In this present study, our results indicated that triptolide inhibited the proliferation of EBV-positive NPC cells, which mainly targeted in inducing EBNA1 degradation and NPC cells apoptosis in a caspase-9-dependent pathway. Importantly, EBNA1 was critical for NPC cells to resist caspase-9-dependent apoptosis induced by triptolide. Finally, we revealed that triptolide significantly inhibited the growth of xenografted tumor induced by HONE1-Akata cell in BALB/c nude mice.
Methods
Cell lines and reagents
EBV-positive NPC cell lines (HONE1/Akata, HK1/Akata, and C666–1) were kindly provided by Professor S.W. Tsao (The University of Hong Kong, Hong Kong, China). An EBV-negative NPC cell line, CNE1, was kindly given by Professor. Ya Cao (The University of Zhongnan, Chang Sha, China). Human renal embryonic 293 T cells were obtained from Professor. Zhanqiu Yang (Wuhan University, Wuhan, China).HeLa cells were kindly given by Professor Hui Li (Wuhan University, Wuhan, China). All cell lines were cultured at 37 °C with a humidified atmosphere of 5% CO2 in growth RPMI-1640 media (Hyclone, USA) supplemented with 10% fetal bovine serum (FBS) (Gibco, USA). G418 (400 ng/ml) was additionally added into the medium of HONE1/Akata and HK1/Akata cells to maintain the stability of the recombinant EBV genomes.

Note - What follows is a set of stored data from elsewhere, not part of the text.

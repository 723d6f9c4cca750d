//! Public ticket endpoints.
//!
//! Customers never authenticate: they submit the form and follow their
//! ticket's chat by protocol.

use crate::error::AppError;
use crate::extractors::RequestId;
use crate::state::AppState;
use axum::{
    Json,
    extract::{Path, State},
    http::StatusCode,
};
use chrono::{DateTime, Utc};
use helpdesk_core::{Protocol, Ticket, TicketStatus, TicketSubmission};
use helpdesk_runtime::ChatBroadcast;
use serde::Serialize;

/// Response to a successful submission.
#[derive(Debug, Serialize)]
pub struct SubmissionReceipt {
    /// Tracking code the customer keeps.
    pub protocol: Protocol,
    /// Initial status.
    pub status: TicketStatus,
}

/// The part of a ticket shown on the customer's chat page.
#[derive(Debug, Serialize)]
pub struct PublicTicket {
    /// Tracking code.
    pub protocol: Protocol,
    /// Customer display name.
    pub customer_name: String,
    /// Sector the ticket was filed under.
    pub sector: String,
    /// Current status.
    pub status: TicketStatus,
    /// Human-readable status.
    pub status_label: &'static str,
    /// Submission time.
    pub created_at: DateTime<Utc>,
}

impl From<Ticket> for PublicTicket {
    fn from(ticket: Ticket) -> Self {
        Self {
            status_label: ticket.status.label(),
            protocol: ticket.protocol,
            customer_name: ticket.customer_name,
            sector: ticket.sector,
            status: ticket.status,
            created_at: ticket.created_at,
        }
    }
}

/// Chat page payload: the ticket and its full log.
#[derive(Debug, Serialize)]
pub struct ChatView {
    /// The ticket.
    pub ticket: PublicTicket,
    /// Every message, oldest first.
    pub messages: Vec<ChatBroadcast>,
}

/// `POST /api/tickets`: open a ticket from the public form.
///
/// # Errors
///
/// 422 if a required field is missing, 500 on storage failure.
pub async fn submit(
    State(state): State<AppState>,
    RequestId(request_id): RequestId,
    Json(submission): Json<TicketSubmission>,
) -> Result<(StatusCode, Json<SubmissionReceipt>), AppError> {
    let ticket = state.lifecycle.open_ticket(submission).await?;

    tracing::info!(%request_id, protocol = %ticket.protocol, "Ticket submitted");

    Ok((
        StatusCode::CREATED,
        Json(SubmissionReceipt {
            protocol: ticket.protocol,
            status: ticket.status,
        }),
    ))
}

/// `GET /api/tickets/:protocol/chat`: the customer's view of a ticket.
///
/// # Errors
///
/// 404 if no ticket has this protocol.
pub async fn chat_view(
    State(state): State<AppState>,
    Path(protocol): Path<String>,
) -> Result<Json<ChatView>, AppError> {
    let protocol = Protocol::new(protocol);
    let ticket = state.lifecycle.ticket(&protocol).await?;
    let messages = state.lifecycle.history(&protocol).await?;

    Ok(Json(ChatView {
        ticket: PublicTicket::from(ticket),
        messages: messages.iter().map(ChatBroadcast::from).collect(),
    }))
}
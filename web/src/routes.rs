//! Router configuration.

use crate::handlers::{auth, dashboard, health_check, tickets, websocket};
use crate::middleware::request_id;
use crate::state::AppState;
use axum::{
    Router,
    extract::State,
    http::StatusCode,
    response::{IntoResponse, Response},
    routing::{get, post},
};
use helpdesk_runtime::metrics::MetricsServer;
use std::sync::Arc;
use tower::ServiceBuilder;
use tower_http::cors::{Any, CorsLayer};
use tower_http::trace::TraceLayer;

/// Build the application router.
///
/// - `/health`: liveness
/// - `/api/tickets`, `/api/ws`: public (customer) surface
/// - `/api/auth/*`: staff sessions
/// - `/api/dashboard/*`: staff only (bearer token)
pub fn build_router(state: AppState) -> Router {
    let api_routes = Router::new()
        // Public
        .route("/tickets", post(tickets::submit))
        .route("/tickets/:protocol/chat", get(tickets::chat_view))
        .route("/ws", get(websocket::handle))
        // Staff sessions
        .route("/auth/login", post(auth::login))
        .route("/auth/logout", post(auth::logout))
        .route("/auth/register", post(auth::register))
        // Dashboard
        .route("/dashboard/tickets", get(dashboard::list_tickets))
        .route(
            "/dashboard/tickets/:protocol",
            get(dashboard::ticket_detail).post(dashboard::update_ticket),
        );

    let cors = CorsLayer::new()
        .allow_origin(Any)
        .allow_methods(Any)
        .allow_headers(Any);

    Router::new()
        .route("/health", get(health_check))
        .nest("/api", api_routes)
        .layer(
            ServiceBuilder::new()
                .layer(axum::middleware::from_fn(request_id))
                .layer(TraceLayer::new_for_http())
                .layer(cors),
        )
        .with_state(state)
}

/// Router for the Prometheus scrape endpoint, served on its own address.
pub fn metrics_router(metrics: Arc<MetricsServer>) -> Router {
    Router::new()
        .route("/metrics", get(render_metrics))
        .with_state(metrics)
}

async fn render_metrics(State(metrics): State<Arc<MetricsServer>>) -> Response {
    match metrics.render() {
        Some(body) => body.into_response(),
        None => (StatusCode::SERVICE_UNAVAILABLE, "metrics recorder not installed").into_response(),
    }
}

#[cfg(test)]
#[allow(clippy::unwrap_used, clippy::expect_used)] // Test code can use unwrap/expect
mod tests {
    use super::*;
    use axum::body::Body;
    use axum::http::Request;
    use tower::ServiceExt;

    #[tokio::test]
    async fn test_metrics_unavailable_before_start() {
        let server = Arc::new(MetricsServer::new("127.0.0.1:0".parse().unwrap()));
        let response = metrics_router(server)
            .oneshot(Request::builder().uri("/metrics").body(Body::empty()).unwrap())
            .await
            .unwrap();

        assert_eq!(response.status(), StatusCode::SERVICE_UNAVAILABLE);
    }
}
//! Custom Axum extractors.
//!
//! - [`BearerToken`]: the token from `Authorization: Bearer <token>`
//! - [`StaffActor`]: the staff identity the token resolves to
//! - [`RequestId`]: the id assigned by [`request_id`](crate::middleware::request_id)

use crate::error::AppError;
use crate::state::AppState;
use axum::{
    async_trait,
    extract::FromRequestParts,
    http::{header::AUTHORIZATION, request::Parts},
};
use helpdesk_core::Actor;
use uuid::Uuid;

/// Bearer token from the `Authorization` header.
#[derive(Debug, Clone)]
pub struct BearerToken(pub String);

#[async_trait]
impl<S> FromRequestParts<S> for BearerToken
where
    S: Send + Sync,
{
    type Rejection = AppError;

    async fn from_request_parts(parts: &mut Parts, _state: &S) -> Result<Self, Self::Rejection> {
        let header = parts
            .headers
            .get(AUTHORIZATION)
            .and_then(|value| value.to_str().ok())
            .ok_or_else(|| AppError::unauthorized("Missing authorization header"))?;

        let token = header
            .strip_prefix("Bearer ")
            .ok_or_else(|| AppError::unauthorized("Invalid authorization format. Expected 'Bearer <token>'"))?
            .trim();

        if token.is_empty() {
            return Err(AppError::unauthorized("Empty bearer token"));
        }

        Ok(Self(token.to_string()))
    }
}

/// An authenticated staff member.
///
/// Rejects the request with 401 if the token is missing, unknown or expired.
#[derive(Debug, Clone)]
pub struct StaffActor(pub Actor);

#[async_trait]
impl FromRequestParts<AppState> for StaffActor {
    type Rejection = AppError;

    async fn from_request_parts(parts: &mut Parts, state: &AppState) -> Result<Self, Self::Rejection> {
        let BearerToken(token) = BearerToken::from_request_parts(parts, state).await?;
        let actor = state.gateway.resolve(&token).await?;
        Ok(Self(actor))
    }
}

/// Id of the current request.
#[derive(Debug, Clone, Copy)]
pub struct RequestId(pub Uuid);

#[async_trait]
impl<S> FromRequestParts<S> for RequestId
where
    S: Send + Sync,
{
    type Rejection = std::convert::Infallible;

    async fn from_request_parts(parts: &mut Parts, _state: &S) -> Result<Self, Self::Rejection> {
        Ok(Self(parts.extensions.get::<Uuid>().copied().unwrap_or_else(Uuid::new_v4)))
    }
}
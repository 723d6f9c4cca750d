//! Staff dashboard endpoints. Every route requires a bearer token.

use crate::error::AppError;
use crate::extractors::StaffActor;
use crate::state::AppState;
use axum::{
    Json,
    extract::{Path, State},
};
use helpdesk_core::{Message, Protocol, Ticket, TicketStatus};
use helpdesk_runtime::TicketUpdateOutcome;
use serde::{Deserialize, Serialize};

/// A ticket with its full log, as shown on the detail page.
#[derive(Debug, Serialize)]
pub struct TicketDetail {
    /// The ticket.
    pub ticket: Ticket,
    /// Every message, oldest first, internal ones included.
    pub messages: Vec<Message>,
}

/// Detail page form: a new status, a comment, or both.
#[derive(Debug, Default, Deserialize)]
pub struct TicketUpdateForm {
    /// Target status. Blank means unchanged.
    #[serde(default)]
    pub status: Option<String>,
    /// Internal comment. Blank means none.
    #[serde(default)]
    pub comment: Option<String>,
}

impl TicketUpdateForm {
    fn status(&self) -> Result<Option<TicketStatus>, AppError> {
        match self.status.as_deref().map(str::trim) {
            None | Some("") => Ok(None),
            Some(raw) => Ok(Some(raw.parse()?)),
        }
    }
}

/// `GET /api/dashboard/tickets`: every ticket, newest first.
///
/// # Errors
///
/// 401 without a valid session, 500 on storage failure.
pub async fn list_tickets(
    State(state): State<AppState>,
    StaffActor(actor): StaffActor,
) -> Result<Json<Vec<Ticket>>, AppError> {
    let tickets = state.lifecycle.dashboard().await?;
    tracing::debug!(actor = %actor.name, count = tickets.len(), "Dashboard listed");
    Ok(Json(tickets))
}

/// `GET /api/dashboard/tickets/:protocol`: a ticket and its history.
///
/// # Errors
///
/// 401 without a valid session, 404 for an unknown protocol.
pub async fn ticket_detail(
    State(state): State<AppState>,
    StaffActor(_actor): StaffActor,
    Path(protocol): Path<String>,
) -> Result<Json<TicketDetail>, AppError> {
    let protocol = Protocol::new(protocol);
    let ticket = state.lifecycle.ticket(&protocol).await?;
    let messages = state.lifecycle.history(&protocol).await?;
    Ok(Json(TicketDetail { ticket, messages }))
}

/// `POST /api/dashboard/tickets/:protocol`: change status and/or comment.
///
/// # Errors
///
/// 401 without a valid session, 404 for an unknown protocol, 422 for an
/// unknown status or an empty form.
pub async fn update_ticket(
    State(state): State<AppState>,
    StaffActor(actor): StaffActor,
    Path(protocol): Path<String>,
    Json(form): Json<TicketUpdateForm>,
) -> Result<Json<TicketUpdateOutcome>, AppError> {
    let status = form.status()?;
    let protocol = Protocol::new(protocol);

    let outcome = state
        .lifecycle
        .update(&protocol, status, form.comment, actor)
        .await?;

    Ok(Json(outcome))
}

HeLa and 293 T cells were cultured in DMEM (Hyclone, USA) containing 10% FBS. Triptolide (Sigma, St. Louis, MO, USA), MG-132, 3-MA (Calbiochem, Billerica, MA, USA), cycloheximide (CHX) (Sigma, USA) and 12-O-tetradecanoylphorbol-13-acetate (TPA; Sigma-Aldrich) were dissolved in dimethylsulfoxide (DMSO), and were diluted to working concentration with PBS before use. Sodium butyrate (SB; Sigma-Aldrich) was dissolved in PBS directly.
CNE1/Akata cell line was made as described below. HONE1/Akata cells were induced to the lytic form by adding TPA (40 ng/ml) and SB (3 mM) into culture medium for 48 h in order to produce virions. The cell culture medium was collected. After centrifugation at 2000 rpm for 5 min, the supernatant containing virions was used to infected CNE1 cells. At 24 h post-infection, G418 was added into the medium to get a concentration of 1000 ng/ml. After 24 h, uninfected cells would die. The living cells were continuously cultured in medium containing G418 (400 ng/ml). After stably growing for 5 generations, CNA1/Akata cells were permitted for further experiments.
Cell viability assay
HONE1/Akata, HK1/Akata, C666–1, and CNE1 cells (1 × 104 cells/well) were placed in 96-well plates and treated with DMSO control (0.01%) or increasing concentrations of triptolide (25, 50, 100, or 200 nM) for 24 and 48 h. Ten microliters of the Cell Counting Kit-8 (DOJINDO, Tokyo, Japan) reagent were then added to each well and the plates were incubated at 37 °C for 1 h in dark. The optical density (OD) value was detected at an absorbance of 450 nm using an ELx800 microimmunoanalyser (BioTek Instruments, Inc., Winooski, VT, USA).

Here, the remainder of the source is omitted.